Allein der Wegfall der Geschäftsgrundlage berechtige jedoch nicht zu einer Vertragsanpassung, so der BGH. Hinzukommen müsse, dass dem betroffenen Vertragspartner unter Berücksichtigung der Umstände des Einzelfalls ein Festhalten am unveränderten Vertrag nicht zugemutet werden könne.
Eine pauschale Anpassung der Gewerberaummiete, z.B.  auf die Hälfte des Mietzinses, sei daher abzulehnen.
Im Rahmen einer auf den Einzelfall bezogenen Abwägung sei von Bedeutung, welche Nachteile dem Mieter durch die Geschäftsschließung und deren Dauer entstanden seien.
Kriterien seien z.B. der konkrete Umsatzrückgang für die Zeit der Schließung oder Maßnahmen, die der Mieter ergriffen habe oder habe ergreifen können, um die drohenden Verluste während der Geschäftsschließung zu vermindern. 
Bei der Prüfung der Unzumutbarkeit des Festhaltens am Gewerberaummietvertrag seien auch die finanziellen Vorteile zu berücksichtigen.
Relevant sei z.B., ob der Mieter staatliche Leistungen zum Ausgleich pandemiebedingter Nachteile erlangt habe. Gewährte staatliche Unterstützungen aufgrund eines Darlehens blieben hingegen außer Betracht. 
Der BGH stellte klar, dass eine tatsächliche Gefährdung der wirtschaftlichen Existenz des Mieters im Rahmen der Betrachtung nicht erforderlich sei.
Auch wenn das BGH-Urteil keine pauschale Lösung anbieten kann, dürfte es für Gewerbetreibende und Vermieter, die sich über die Höhe der Miete während des Lockdowns streiten, zu mehr Rechtsklarheit führen, so Heiko Lenz, zuständiger Jurist der IHK Pfalz. Dies erhöhe die Bereitschaft, sich außergerichtlich zu einigen.
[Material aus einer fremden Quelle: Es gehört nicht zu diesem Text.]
//! On-disk layout below the data root.
//!
//! ```text
//! <root>/
//!   idlist.txt                 orthophoto lookup table
//!   grid/Stand_<epoch>/        grid archive and its shapefile
//!   dem/                       DEM archives and extracted tiles
//!   op/                        orthophoto archives and extracted tiles
//!   merged/                    mosaics and clipped results
//! ```

use crate::PortalError;
use log::debug;
use std::{
    ffi::OsStr,
    fs,
    path::{Path, PathBuf},
};
use tilegrid::{Epoch, TileName};

/// Which mosaic.
#[derive(Debug, Clone, Copy, PartialEq, Eq)]
pub enum Product {
    Dem,
    Op,
}

impl Product {
    pub const fn as_str(self) -> &'static str {
        match self {
            Self::Dem => "DEM",
            Self::Op => "OP",
        }
    }
}

#[derive(Debug, Clone, PartialEq, Eq)]
pub struct DataDir {
    root: PathBuf,
}

impl DataDir {
    pub fn new<P: Into<PathBuf>>(root: P) -> Self {
        Self { root: root.into() }
    }

    pub fn root(&self) -> &Path {
        &self.root
    }

    /// Creates every stage directory.
    pub fn create(&self) -> Result<(), PortalError> {
        for dir in [self.dem_dir(), self.op_dir(), self.merged_dir()] {
            fs::create_dir_all(dir)?;
        }
        Ok(())
    }

    pub fn lookup_table(&self) -> PathBuf {
        self.root.join("idlist.txt")
    }

    pub fn grid_dir(&self, epoch: Epoch) -> PathBuf {
        self.root.join("grid").join(format!("Stand_{epoch}"))
    }

    pub fn grid_archive(&self, epoch: Epoch) -> PathBuf {
        self.grid_dir(epoch).join(format!("Stand_{epoch}.zip"))
    }

    pub fn dem_dir(&self) -> PathBuf {
        self.root.join("dem")
    }

    pub fn dem_archive(&self, tile: &TileName) -> PathBuf {
        self.dem_dir().join(format!("{tile}.zip"))
    }

    pub fn op_dir(&self) -> PathBuf {
        self.root.join("op")
    }

    pub fn op_archive(&self, id: u64) -> PathBuf {
        self.op_dir().join(format!("{id}.zip"))
    }

    pub fn merged_dir(&self) -> PathBuf {
        self.root.join("merged")
    }

    pub fn vrt(&self, product: Product) -> PathBuf {
        self.merged_dir().join(format!("merged{}.vrt", product.as_str()))
    }

    pub fn mosaic(&self, product: Product) -> PathBuf {
        self.merged_dir().join(format!("merged{}.tif", product.as_str()))
    }

    pub fn clipped(&self, product: Product) -> PathBuf {
        self.merged_dir()
            .join(format!("merged{}_clip.tif", product.as_str()))
    }

    /// Returns the grid file extracted for `epoch`.
    ///
    /// Prefers the shapefile the portal ships for the epoch, otherwise
    /// the first `.shp` or `.geojson` found in the grid directory.
    pub fn locate_grid(&self, epoch: Epoch) -> Result<PathBuf, PortalError> {
        let dir = self.grid_dir(epoch);
        let known = dir.join(grid_file_name(epoch));
        if known.exists() {
            return Ok(known);
        }
        let mut candidates = Vec::new();
        for entry in fs::read_dir(&dir)? {
            let path = entry?.path();
            if matches!(
                path.extension().and_then(OsStr::to_str),
                Some("shp" | "geojson" | "json")
            ) {
                candidates.push(path);
            }
        }
        candidates.sort();
        let grid = candidates
            .into_iter()
            .next()
            .ok_or_else(|| PortalError::NoGrid(dir))?;
        debug!("using grid file {grid:?}");
        Ok(grid)
    }
}

/// Name of the cell shapefile inside an epoch's grid archive.
pub const fn grid_file_name(epoch: Epoch) -> &'static str {
    match epoch {
        Epoch::Y2010To2013 => "DGM2_2010-2013_Erfass-lt-Meta_UTM32-UTM_2014-12-10.shp",
        Epoch::Y2014To2019 => "DGM1_2014-2019_Erfass-lt-Meta_UTM_2020-04-20--17127.shp",
        Epoch::Y2020To2025 => "DGM1_2020-2025_Erfass-lt-Meta_UTM_2021-03--17127.shp",
    }
}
Heiko Lenz rät betroffenen Mietparteien, zuerst einen Blick in den Gewerberaummietvertrag zu werfen, um zu prüfen, ob dort Aussagen zum Verwendungsrisiko der Räumlichkeiten getroffen sind. Bei Neuabschlüssen von Verträgen empfiehlt es sich, Regelungen mit Risikoverteilungen zu Auswirkungen der Corona-Pandemie zu treffen.